Chirwa’s son was ill in hospital with pneumonia, so we had promised to pass by and see how he was getting on. “It’s probably AIDS”, said my brother as soon as we were out of earshot. He has been a surgeon in Africa for years and knows more of such matters, but we were little prepared for the scene we were to encounter in the hospital.
Mangochi used to be an important town. Known as Fort Johnson in colonial Nyasaland, it defended the start of the Shire river which drains Lake Malawi into the Zambezi. To my knowledge, no invading force ever came up the Zambezi to invade Nyasaland; aside from the difficulty of negotiating several sets of vicious rapids for which Livingstone and the early explorers had to dismantle their boats and carry them around, there was never anything worth taking and still isn’t. So the country has been left mostly to itself by the empire-backed merchants who stripped most of Africa of its valuables during the past century.

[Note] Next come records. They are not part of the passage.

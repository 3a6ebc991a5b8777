//! Salted SHA-512 password hashing, grounded on hebo's `auth::pwd`.

use base64::engine::general_purpose::STANDARD;
use base64::Engine;
use openssl::hash::{Hasher, MessageDigest};
use rand::Rng;

use crate::error::{Error, ErrorKind};

pub const SALT_LEN: usize = 12;
pub const HASH_LEN: usize = 64;
pub const PW_SHA512: i32 = 6;

#[derive(Clone, Copy, Debug, PartialEq)]
struct Salt([u8; SALT_LEN]);

impl Salt {
    fn from_slice(s: &[u8]) -> Result<Self, Error> {
        let mut v = [0; SALT_LEN];
        if s.len() != SALT_LEN {
            return Err(Error::new(ErrorKind::Auth, "invalid salt length"));
        }
        v.copy_from_slice(s);
        Ok(Self(v))
    }
}

#[derive(Clone, Copy, Debug, PartialEq)]
struct Hash([u8; HASH_LEN]);

impl Hash {
    fn from_slice(s: &[u8]) -> Result<Self, Error> {
        let mut v = [0; HASH_LEN];
        if s.len() != HASH_LEN {
            return Err(Error::new(ErrorKind::Auth, "invalid hash length"));
        }
        v.copy_from_slice(s);
        Ok(Self(v))
    }
}

/// One password-file entry: a salt and the SHA-512 hash of `password ||
/// salt`. `valid = false` marks an intentionally empty (locked) password.
#[derive(Clone, Debug, PartialEq)]
pub struct Password {
    salt: Salt,
    password_hash: Hash,
    valid: bool,
}

impl Password {
    /// # Errors
    /// Returns an error if hashing fails (an `openssl` internal error).
    pub fn generate(password: &[u8]) -> Result<Self, Error> {
        let salt = Salt(rand::rng().random());
        if password.is_empty() {
            return Ok(Self {
                salt,
                password_hash: Hash([0; HASH_LEN]),
                valid: false,
            });
        }
        let password_hash = Self::hash(password, &salt)?;
        Ok(Self {
            salt,
            password_hash,
            valid: true,
        })
    }

    fn hash(password: &[u8], salt: &Salt) -> Result<Hash, Error> {
        let mut hasher = Hasher::new(MessageDigest::sha512())
            .map_err(|err| Error::new(ErrorKind::Auth, err.to_string()))?;
        hasher
            .update(password)
            .and_then(|()| hasher.update(&salt.0))
            .map_err(|err| Error::new(ErrorKind::Auth, err.to_string()))?;
        let digest = hasher
            .finish()
            .map_err(|err| Error::new(ErrorKind::Auth, err.to_string()))?;
        Hash::from_slice(digest.as_ref())
    }

    /// # Errors
    /// Returns an error if hashing the candidate password fails.
    pub fn is_match(&self, password: &[u8]) -> Result<bool, Error> {
        if !self.valid {
            return Ok(false);
        }
        let candidate = Self::hash(password, &self.salt)?;
        Ok(candidate.0 == self.password_hash.0)
    }

    /// Parse one `username:$6$salt$hash` line.
    ///
    /// # Errors
    /// Returns an error if the line is non-empty, non-comment, and
    /// malformed.
    pub fn parse(line: &str) -> Result<Option<(String, Self)>, Error> {
        if line.is_empty() || line.starts_with('#') {
            return Ok(None);
        }
        let Some((username, rest)) = line.split_once(':') else {
            return Err(Error::new(ErrorKind::Auth, format!("invalid entry: {line:?}")));
        };
        if username.is_empty() {
            return Err(Error::new(ErrorKind::Auth, "username is empty"));
        }
        let parts: Vec<&str> = rest.split('$').collect();
        if parts.len() != 4 {
            return Err(Error::new(ErrorKind::Auth, format!("invalid hash field: {rest:?}")));
        }
        let hash_type: i32 = parts[1]
            .parse()
            .map_err(|_err| Error::new(ErrorKind::Auth, "invalid hash type"))?;
        if hash_type != PW_SHA512 {
            return Err(Error::new(ErrorKind::Auth, "unsupported hash type"));
        }
        let salt = STANDARD
            .decode(parts[2])
            .map_err(|err| Error::new(ErrorKind::Auth, err.to_string()))?;
        let password_hash = STANDARD
            .decode(parts[3])
            .map_err(|err| Error::new(ErrorKind::Auth, err.to_string()))?;
        Ok(Some((
            username.to_string(),
            Self {
                salt: Salt::from_slice(&salt)?,
                password_hash: Hash::from_slice(&password_hash)?,
                valid: true,
            },
        )))
    }

    /// Render one `username:$6$salt$hash` password-file line.
    #[must_use]
    pub fn dump(&self, username: &str) -> String {
        if self.valid {
            format!(
                "{username}:${}${}${}",
                PW_SHA512,
                STANDARD.encode(self.salt.0),
                STANDARD.encode(self.password_hash.0)
            )
        } else {
            format!("{username}:")
        }
    }
}

#[cfg(test)]
mod tests {
    use super::*;

    #[test]
    fn generated_password_matches_itself_and_rejects_wrong_guess() {
        let password = Password::generate(b"hunter2").unwrap();
        assert!(password.is_match(b"hunter2").unwrap());
        assert!(!password.is_match(b"wrong").unwrap());
    }

    #[test]
    fn round_trips_through_dump_and_parse() {
        let password = Password::generate(b"hunter2").unwrap();
        let line = password.dump("alice");
        let (username, parsed) = Password::parse(&line).unwrap().unwrap();
        assert_eq!(username, "alice");
        assert!(parsed.is_match(b"hunter2").unwrap());
    }

    #[test]
    fn empty_password_is_never_a_match() {
        let password = Password::generate(b"").unwrap();
        assert!(!password.is_match(b"").unwrap());
        assert!(!password.is_match(b"anything").unwrap());
    }
}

The hospital is new—built of separate pavilions, woven together by long open corridors, and set in ample gardens of dry sand dotted with an occasional sorry-looking jacaranda tree. In the spotlessly clean male medical ward, 40 rusty steel bunks stood in neat rows, a few still covered by the ragged remnants of a foam mattress, most with only a blanket or thin bamboo mat directly on the springs. All seemed occupied by emaciated young men, as was the floor under each bed, and sometimes the space between them. AIDS has displaced all other medical problems in central Africa, and in many hospitals over 90% of adult patients are in various stages of the disease, complicated by every other illness imaginable.
Chirwa’s son was lying in the fourth bay on the left, one bed away from the window. Expecting to find a patient with pneumonia, perhaps already on the road to recovery, we were confronted by the withered ghost of an old man, weighing perhaps 35 kg, and drawing shallow breaths, interspaced by almost interminable apnoeas. Next to the bed sat his wife, a still plump girl who looked considerably younger than her husband, breastfeeding their 6-month-old child.
The most extraordinary aspect of the whole scene was the utter calm and resignation on the face of the young wife as she sat quietly contemplating the inevitable death of her husband, and consequently the almost certain end of her own life and that of their child. There was no trace of suffering in her face, just an expression of extraordinarily serene resignation; of the acceptance that this was part of life and it could not be otherwise.
There is ample evidence that this state of calm is an artifice, carefully maintained for the benefit of the patient, who is enveloped in a cocoon of emotional peace. There must be no room here for nervous speculation, for worries, discussions, and tears: all these will distract him from the arduous task of staying alive. His last strength must be concentrated on fighting the illness which medical science is impotent to solve.
Chirwa’s son, whose name I have concealed from my memories, was perhaps slightly over 20 years old when he died the next day.